Predominance of type I 5alpha-reductase in apocrine sweat glands of patients with excessive or abnormal odour derived from apocrine sweat (osmidrosis).

High levels of 5alpha-reductase activity have been detected in human apocrine glands, and the concentration of dihydrotestosterone has been found to be higher than that of testosterone in the nuclear fraction of the skin of patients who suffer from excessive or abnormal odour derived from apocrine sweat (osmidrosis). Although these results suggest that 5alpha-reductase may play a central role in the action of androgens in the apocrine gland, the isozyme responsible is not known. We therefore assayed 5alpha-reductase type I and type II activity and mRNA expression in isolated apocrine glands from four patients with osmidrosis.

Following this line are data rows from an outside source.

//! External bias and correction collaborators
use crate::prelude::{Carrier, Epoch, Vector3, SV};

pub(crate) mod iono;
pub(crate) mod tropo;

#[cfg(feature = "serde")]
use serde::{Deserialize, Serialize};

/// A-priori zenith delays at the receiver location (meters of delay).
#[derive(Debug, Copy, Clone, Default, PartialEq)]
#[cfg_attr(feature = "serde", derive(Serialize, Deserialize))]
pub struct AtmosphereDelays {
    /// Zenith hydrostatic delay (m)
    pub zhd_m: f64,
    /// Zenith wet delay (m)
    pub zwd_m: f64,
    /// Vertical ionosphere delay (m) on [Carrier::L1]
    pub vertical_iono_m: f64,
}

/// Code bias table, consulted for each pseudo range when
/// [crate::prelude::Modeling::code_biases] is turned on.
pub trait BiasSource {
    /// Correction (m) to add to a pseudo range observed on the `target`
    /// signal, so it aligns with the `reference` signal of this [SV].
    /// None when no correction is published.
    fn code_bias(&self, epoch: Epoch, sv: SV, reference: Carrier, target: Carrier)
        -> Option<f64>;
}

/// A-priori atmosphere model. When not available or when returning None,
/// the corrections degrade to zero and are left to the estimation process.
pub trait AtmosphereModel {
    /// [AtmosphereDelays] at this ECEF position (m) and [Epoch].
    fn delays(&self, position_ecef_m: Vector3<f64>, epoch: Epoch) -> Option<AtmosphereDelays>;
}

/// Site displacement model (solid earth tides, ocean loading..)
pub trait TideModel {
    /// ECEF displacement (m) of the site at this [Epoch].
    fn displacement(&self, position_ecef_m: Vector3<f64>, epoch: Epoch) -> Vector3<f64>;
}
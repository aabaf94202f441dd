//! Recursive estimation core
mod dop;
mod filter;
mod outlier;
mod params;
mod stochastic;

pub use dop::DilutionOfPrecision;
pub use filter::Filter;
pub use outlier::{downweight_factor, OutlierDetector};
pub use params::{Covariance, Parameter, ParameterClass, ParameterKind, ParameterSet};
pub use stochastic::{StochasticModel, TransitionModel};
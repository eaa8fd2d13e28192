//! Shared `{meta, objects}` response envelope and echoed query metadata.

use std::collections::BTreeMap;

use serde::Serialize;
use serde_json::Value;

/// Outcome flag carried in `meta.status`.
#[derive(Debug, Clone, Copy, PartialEq, Eq, Serialize)]
#[serde(rename_all = "lowercase")]
pub enum EnvelopeStatus {
    Ok,
    Error,
}

/// Query parameters echoed back in `meta.query`.
///
/// Keys whose value is null are never stored, and the internal `geom` key is
/// always dropped.
///
/// # Examples
/// ```
/// use sensornet::domain::EchoedQuery;
/// use serde_json::json;
///
/// let echoed = EchoedQuery::default()
///     .with("network_name", json!("array_of_things_chicago"))
///     .with("nodes", serde_json::Value::Null)
///     .with("geom", json!("{}"));
/// assert_eq!(echoed.keys().collect::<Vec<_>>(), vec!["network_name"]);
/// ```
#[derive(Debug, Clone, Default, PartialEq, Serialize)]
#[serde(transparent)]
pub struct EchoedQuery(BTreeMap<String, Value>);

const INTERNAL_KEYS: [&str; 1] = ["geom"];

impl EchoedQuery {
    /// Echo raw query-string pairs verbatim (used for error envelopes).
    pub fn from_raw<'a>(pairs: impl IntoIterator<Item = (&'a String, &'a String)>) -> Self {
        pairs.into_iter().fold(Self::default(), |echoed, (key, value)| {
            echoed.with(key.clone(), Value::String(value.clone()))
        })
    }

    /// Insert a key, skipping nulls and internal-only keys.
    pub fn with(mut self, key: impl Into<String>, value: Value) -> Self {
        let key = key.into();
        if value.is_null() || INTERNAL_KEYS.contains(&key.as_str()) {
            self.0.remove(&key);
        } else {
            self.0.insert(key, value);
        }
        self
    }

    /// Insert an optional value, serialising it when present.
    pub fn with_opt<T: Serialize>(self, key: impl Into<String>, value: Option<&T>) -> Self {
        let value = value
            .and_then(|inner| serde_json::to_value(inner).ok())
            .unwrap_or(Value::Null);
        self.with(key, value)
    }

    pub fn keys(&self) -> impl Iterator<Item = &str> {
        self.0.keys().map(String::as_str)
    }

    pub fn get(&self, key: &str) -> Option<&Value> {
        self.0.get(key)
    }
}

/// `meta` block of every response.
#[derive(Debug, Clone, PartialEq, Serialize)]
pub struct EnvelopeMeta {
    pub status: EnvelopeStatus,
    pub message: String,
    pub query: EchoedQuery,
}

/// Envelope shared by every JSON response.
#[derive(Debug, Clone, PartialEq, Serialize)]
pub struct ResponseEnvelope<T> {
    pub meta: EnvelopeMeta,
    pub objects: Vec<T>,
}

impl<T> ResponseEnvelope<T> {
    pub fn ok(query: EchoedQuery, objects: Vec<T>) -> Self {
        Self {
            meta: EnvelopeMeta {
                status: EnvelopeStatus::Ok,
                message: String::new(),
                query,
            },
            objects,
        }
    }

    pub fn error(query: EchoedQuery, message: impl Into<String>) -> Self {
        Self {
            meta: EnvelopeMeta {
                status: EnvelopeStatus::Error,
                message: message.into(),
                query,
            },
            objects: Vec::new(),
        }
    }
}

When we incubated gland homogenates with [3H]testosterone, we found that the biochemical properties of the apocrine gland enzyme were consistent with those of type I 5alpha-reductase: at substrate concentrations of both 50 nmol/L and 1 micromol/L, the optimum pH was in the range 6.0-7.5, and the apparent Km was 21.1 micromol/L. The apocrine gland enzyme was inhibited by MK386, a specific inhibitor of type I 5alpha-reductase, in a dose-dependent manner, but it was hardly affected by finasteride, a specific inhibitor of type II isozyme, in that a nanomolar concentration of finasteride produced only a slight inhibition. Reverse transcriptase-polymerase chain reaction showed that the apocrine gland expressed type I 5alpha-reductase mRNA exclusively, except for a faint band of type II isozyme in a few preparations. These data indicate that the type I isozyme is the predominant form of 5alpha-reductase in the apocrine gland and may play a central role in the anabolic activity of androgens, as reported for the sebaceous gland. In addition, a small amount of type II isozyme may be expressed by mesenchymal cells that surround the apocrine glands and also contribute to their development.[1]